↓↓↓

// Copyright 2025 the Runebender Xilem Authors
// SPDX-License-Identifier: Apache-2.0

//! Runtime canvas configuration.
//!
//! `CanvasConfig` mirrors the constants in [`crate::settings`]. A config file
//! only needs to name the values it overrides:
//!
//! ```toml
//! max_zoom = 20.0
//! nudge_step = 2.0
//!
//! [keys]
//! smooth = 17
//! ```

use crate::error::CanvasError;
use crate::settings;
use serde::{Deserialize, Serialize};
use std::path::Path;
use std::time::Duration;

/// Tunable canvas behaviour
#[derive(Debug, Clone, PartialEq, Serialize, Deserialize)]
#[serde(default)]
pub struct CanvasConfig {
    pub min_zoom: f64,
    pub max_zoom: f64,
    pub wheel_zoom_divisor: f64,
    pub recenter_zoom: f64,
    pub double_click_ms: u64,
    pub nudge_step: f64,
    pub keys: KeyBindings,
}

/// Key codes driving the per-frame modifier flags
#[derive(Debug, Clone, Copy, PartialEq, Eq, Serialize, Deserialize)]
#[serde(default)]
pub struct KeyBindings {
    /// Held to couple both handles while dragging one
    pub smooth: u32,
    /// Held to slide skeleton points along their segment
    pub distribution: u32,
}

impl Default for CanvasConfig {
    fn default() -> Self {
        Self {
            min_zoom: settings::camera::MIN_ZOOM,
            max_zoom: settings::camera::MAX_ZOOM,
            wheel_zoom_divisor: settings::camera::WHEEL_ZOOM_DIVISOR,
            recenter_zoom: settings::camera::RECENTER_ZOOM,
            double_click_ms: settings::pointer::DOUBLE_CLICK_MS,
            nudge_step: settings::modification::NUDGE_STEP,
            keys: KeyBindings::default(),
        }
    }
}

impl Default for KeyBindings {
    fn default() -> Self {
        Self {
            smooth: settings::keys::SHIFT,
            distribution: settings::keys::ALT,
        }
    }
}

impl CanvasConfig {
    /// Parse a config from TOML text
    pub fn from_toml_str(text: &str) -> Result<Self, CanvasError> {
        let config: Self = toml::from_str(text)?;
        Ok(config.sanitized())
    }

    /// Load a config file from disk
    pub fn load(path: impl AsRef<Path>) -> Result<Self, CanvasError> {
        let path = path.as_ref();
        let text = std::fs::read_to_string(path).map_err(|e| CanvasError::io(path, e))?;
        let config = Self::from_toml_str(&text)?;
        tracing::info!("Loaded canvas config from {}", path.display());
        Ok(config)
    }

    /// Double click window as a `Duration`
    pub fn double_click_window(&self) -> Duration {
        Duration::from_millis(self.double_click_ms)
    }

    /// Swap inverted zoom limits and replace a zero wheel divisor
    pub(crate) fn sanitized(mut self) -> Self {
        if self.min_zoom > self.max_zoom {
            tracing::warn!(
                "min_zoom {} exceeds max_zoom {}, swapping",
                self.min_zoom,
                self.max_zoom
            );
            std::mem::swap(&mut self.min_zoom, &mut self.max_zoom);
        }
        if self.wheel_zoom_divisor == 0.0 {
            self.wheel_zoom_divisor = settings::camera::WHEEL_ZOOM_DIVISOR;
        }
        self
    }
}
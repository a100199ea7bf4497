// Copyright 2025 the Runebender Xilem Authors
// SPDX-License-Identifier: Apache-2.0

//! Camera: pan/zoom transform between design space and canvas space.
//!
//! Canvas space has its origin at the bottom-left of the viewport with y
//! up, so the view transform is a uniform scale plus a translation:
//! `canvas = zoom * world + translation`.

use crate::config::CanvasConfig;
use kurbo::{Affine, Point, Vec2};
use serde::{Deserialize, Serialize};

#[derive(Debug, Clone, Copy, PartialEq, Serialize, Deserialize)]
#[serde(rename_all = "camelCase")]
pub struct Camera {
    pub translation: Vec2,
    pub zoom: f64,
    pub viewport_width: f64,
    pub viewport_height: f64,
}

impl Camera {
    /// Identity camera over a viewport
    pub fn new(viewport_width: f64, viewport_height: f64) -> Self {
        Self {
            translation: Vec2::ZERO,
            zoom: 1.0,
            viewport_width,
            viewport_height,
        }
    }

    /// World to canvas transform
    pub fn view_transform(&self) -> Affine {
        Affine::new([
            self.zoom,
            0.0,
            0.0,
            self.zoom,
            self.translation.x,
            self.translation.y,
        ])
    }

    pub fn canvas_to_world(&self, point: Point) -> Point {
        self.view_transform().inverse() * point
    }

    pub fn world_to_canvas(&self, point: Point) -> Point {
        self.view_transform() * point
    }

    /// Pan by a canvas-space delta
    pub fn pan(&mut self, delta: Vec2) {
        self.translation += delta;
    }

    /// Zoom by a wheel delta about the pointer
    ///
    /// The world point under `anchor` stays put. When the result falls
    /// outside the zoom limits the zoom is clamped and the translation is
    /// left unchanged, so the view does not slide at the limits. Returns
    /// whether clamping kicked in.
    pub fn zoom_about(&mut self, anchor: Point, wheel: f64, config: &CanvasConfig) -> bool {
        let focus = self.canvas_to_world(anchor).to_vec2();
        let factor = 1.0 + wheel / config.wheel_zoom_divisor;
        let scale_about_focus =
            Affine::translate(focus) * Affine::scale(factor) * Affine::translate(-focus);
        let [zoom, _, _, _, tx, ty] = (self.view_transform() * scale_about_focus).as_coeffs();

        let clamped = zoom.clamp(config.min_zoom, config.max_zoom);
        if clamped != zoom {
            tracing::debug!("Zoom {:.3} clamped to {:.3}", zoom, clamped);
            self.zoom = clamped;
            return true;
        }

        self.zoom = zoom;
        self.translation = Vec2::new(tx, ty);
        false
    }

    /// Place a world point at the viewport center with the given zoom
    pub fn center_on(&mut self, center: Point, zoom: f64) {
        self.zoom = zoom;
        self.translation =
            Vec2::new(self.viewport_width / 2.0, self.viewport_height / 2.0) - center.to_vec2() * zoom;
    }
}

impl Default for Camera {
    fn default() -> Self {
        Self::new(0.0, 0.0)
    }
}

↑↑↑

TASK OBJECTIVE
Transcribe the material in full, exactly as it is given.

EXERCISE ANSWER
// Copyright 2025 the Runebender Xilem Authors
// SPDX-License-Identifier: Apache-2.0

//! Runtime canvas configuration.
//!
//! `CanvasConfig` mirrors the constants in [`crate::settings`]. A config file
//! only needs to name the values it overrides:
//!
//! ```toml
//! max_zoom = 20.0
//! nudge_step = 2.0
//!
//! [keys]
//! smooth = 17
//! ```

use crate::error::CanvasError;
use crate::settings;
use serde::{Deserialize, Serialize};
use std::path::Path;
use std::time::Duration;

/// Tunable canvas behaviour
#[derive(Debug, Clone, PartialEq, Serialize, Deserialize)]
#[serde(default)]
pub struct CanvasConfig {
    pub min_zoom: f64,
    pub max_zoom: f64,
    pub wheel_zoom_divisor: f64,
    pub recenter_zoom: f64,
    pub double_click_ms: u64,
    pub nudge_step: f64,
    pub keys: KeyBindings,
}

/// Key codes driving the per-frame modifier flags
#[derive(Debug, Clone, Copy, PartialEq, Eq, Serialize, Deserialize)]
#[serde(default)]
pub struct KeyBindings {
    /// Held to couple both handles while dragging one
    pub smooth: u32,
    /// Held to slide skeleton points along their segment
    pub distribution: u32,
}

impl Default for CanvasConfig {
    fn default() -> Self {
        Self {
            min_zoom: settings::camera::MIN_ZOOM,
            max_zoom: settings::camera::MAX_ZOOM,
            wheel_zoom_divisor: settings::camera::WHEEL_ZOOM_DIVISOR,
            recenter_zoom: settings::camera::RECENTER_ZOOM,
            double_click_ms: settings::pointer::DOUBLE_CLICK_MS,
            nudge_step: settings::modification::NUDGE_STEP,
            keys: KeyBindings::default(),
        }
    }
}

impl Default for KeyBindings {
    fn default() -> Self {
        Self {
            smooth: settings::keys::SHIFT,
            distribution: settings::keys::ALT,
        }
    }
}

impl CanvasConfig {
    /// Parse a config from TOML text
    pub fn from_toml_str(text: &str) -> Result<Self, CanvasError> {
        let config: Self = toml::from_str(text)?;
        Ok(config.sanitized())
    }

    /// Load a config file from disk
    pub fn load(path: impl AsRef<Path>) -> Result<Self, CanvasError> {
        let path = path.as_ref();
        let text = std::fs::read_to_string(path).map_err(|e| CanvasError::io(path, e))?;
        let config = Self::from_toml_str(&text)?;
        tracing::info!("Loaded canvas config from {}", path.display());
        Ok(config)
    }

    /// Double click window as a `Duration`
    pub fn double_click_window(&self) -> Duration {
        Duration::from_millis(self.double_click_ms)
    }

    /// Swap inverted zoom limits and replace a zero wheel divisor
    pub(crate) fn sanitized(mut self) -> Self {
        if self.min_zoom > self.max_zoom {
            tracing::warn!(
                "min_zoom {} exceeds max_zoom {}, swapping",
                self.min_zoom,
                self.max_zoom
            );
            std::mem::swap(&mut self.min_zoom, &mut self.max_zoom);
        }
        if self.wheel_zoom_divisor == 0.0 {
            self.wheel_zoom_divisor = settings::camera::WHEEL_ZOOM_DIVISOR;
        }
        self
    }
}
repository a100199ea7bf4497
// Copyright 2025 the Runebender Xilem Authors
// SPDX-License-Identifier: Apache-2.0

//! Camera: pan/zoom transform between design space and canvas space.
//!
//! Canvas space has its origin at the bottom-left of the viewport with y
//! up, so the view transform is a uniform scale plus a translation:
//! `canvas = zoom * world + translation`.

use crate::config::CanvasConfig;
use kurbo::{Affine, Point, Vec2};
use serde::{Deserialize, Serialize};

#[derive(Debug, Clone, Copy, PartialEq, Serialize, Deserialize)]
#[serde(rename_all = "camelCase")]
pub struct Camera {
    pub translation: Vec2,
    pub zoom: f64,
    pub viewport_width: f64,
    pub viewport_height: f64,
}

impl Camera {
    /// Identity camera over a viewport
    pub fn new(viewport_width: f64, viewport_height: f64) -> Self {
        Self {
            translation: Vec2::ZERO,
            zoom: 1.0,
            viewport_width,
            viewport_height,
        }
    }

    /// World to canvas transform
    pub fn view_transform(&self) -> Affine {
        Affine::new([
            self.zoom,
            0.0,
            0.0,
            self.zoom,
            self.translation.x,
            self.translation.y,
        ])
    }

    pub fn canvas_to_world(&self, point: Point) -> Point {
        self.view_transform().inverse() * point
    }

    pub fn world_to_canvas(&self, point: Point) -> Point {
        self.view_transform() * point
    }

    /// Pan by a canvas-space delta
    pub fn pan(&mut self, delta: Vec2) {
        self.translation += delta;
    }

    /// Zoom by a wheel delta about the pointer
    ///
    /// The world point under `anchor` stays put. When the result falls
    /// outside the zoom limits the zoom is clamped and the translation is
    /// left unchanged, so the view does not slide at the limits. Returns
    /// whether clamping kicked in.
    pub fn zoom_about(&mut self, anchor: Point, wheel: f64, config: &CanvasConfig) -> bool {
        let focus = self.canvas_to_world(anchor).to_vec2();
        let factor = 1.0 + wheel / config.wheel_zoom_divisor;
        let scale_about_focus =
            Affine::translate(focus) * Affine::scale(factor) * Affine::translate(-focus);
        let [zoom, _, _, _, tx, ty] = (self.view_transform() * scale_about_focus).as_coeffs();

        let clamped = zoom.clamp(config.min_zoom, config.max_zoom);
        if clamped != zoom {
            tracing::debug!("Zoom {:.3} clamped to {:.3}", zoom, clamped);
            self.zoom = clamped;
            return true;
        }

        self.zoom = zoom;
        self.translation = Vec2::new(tx, ty);
        false
    }

    /// Place a world point at the viewport center with the given zoom
    pub fn center_on(&mut self, center: Point, zoom: f64) {
        self.zoom = zoom;
        self.translation =
            Vec2::new(self.viewport_width / 2.0, self.viewport_height / 2.0) - center.to_vec2() * zoom;
    }
}

impl Default for Camera {
    fn default() -> Self {
        Self::new(0.0, 0.0)
    }
}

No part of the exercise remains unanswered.